Exercise aim:
Copy out all lines of the material below in which "await" occurs.

Material shown:
********************

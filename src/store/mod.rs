//! Identity store access.
//!
//! The rest of the crate talks to users and roles only through the
//! [`IdentityStore`] trait. Two backends are provided:
//! - [`FileStore`]: a JSON document on disk, written through on every mutation
//! - [`MemoryStore`]: an in-process store
//!
//! Operations borrow a store through a [`StoreSession`], which is released on
//! every exit path.

mod error;
mod file;
mod memory;
mod session;
mod state;
mod types;

pub use error::StoreError;
pub use file::FileStore;
pub use memory::MemoryStore;
pub use session::StoreSession;
pub use state::{StoreState, StoredUser, DEFAULT_ROLES};
pub use types::{NewUser, Role, RoleSet, User, UserId, UserLookup};

use async_trait::async_trait;
use std::sync::Arc;

/// Capability set every identity store backend provides
#[async_trait]
pub trait IdentityStore: Send + Sync {
    /// Find a single user by username or email
    async fn find_user(&self, lookup: &UserLookup) -> Result<Option<User>, StoreError>;

    /// Find a role by its unique name
    async fn find_role(&self, name: &str) -> Result<Option<Role>, StoreError>;

    /// Create a user; the store assigns the id
    async fn add_user(&self, new_user: NewUser) -> Result<User, StoreError>;

    /// Persist the given record over the stored user with the same id
    async fn update_user(&self, user: &User) -> Result<(), StoreError>;

    async fn delete_user(&self, user: &User) -> Result<(), StoreError>;

    async fn reset_password(&self, id: UserId, secret: &str) -> Result<(), StoreError>;

    /// All users, in store enumeration order
    async fn list_users(&self) -> Result<Vec<User>, StoreError>;

    async fn list_roles(&self) -> Result<Vec<Role>, StoreError>;
}

/// A shared store is a store
#[async_trait]
impl<S: IdentityStore + ?Sized> IdentityStore for Arc<S> {
    async fn find_user(&self, lookup: &UserLookup) -> Result<Option<User>, StoreError> {
        (**self).find_user(lookup).await
    }

    async fn find_role(&self, name: &str) -> Result<Option<Role>, StoreError> {
        (**self).find_role(name).await
    }

    async fn add_user(&self, new_user: NewUser) -> Result<User, StoreError> {
        (**self).add_user(new_user).await
    }

    async fn update_user(&self, user: &User) -> Result<(), StoreError> {
        (**self).update_user(user).await
    }

    async fn delete_user(&self, user: &User) -> Result<(), StoreError> {
        (**self).delete_user(user).await
    }

    async fn reset_password(&self, id: UserId, secret: &str) -> Result<(), StoreError> {
        (**self).reset_password(id, secret).await
    }

    async fn list_users(&self) -> Result<Vec<User>, StoreError> {
        (**self).list_users().await
    }

    async fn list_roles(&self) -> Result<Vec<Role>, StoreError> {
        (**self).list_roles().await
    }
}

********************

Solution for this problem:
        (**self).find_user(lookup).await
        (**self).find_role(name).await
        (**self).add_user(new_user).await
        (**self).update_user(user).await
        (**self).delete_user(user).await
        (**self).reset_password(id, secret).await
        (**self).list_users().await
        (**self).list_roles().await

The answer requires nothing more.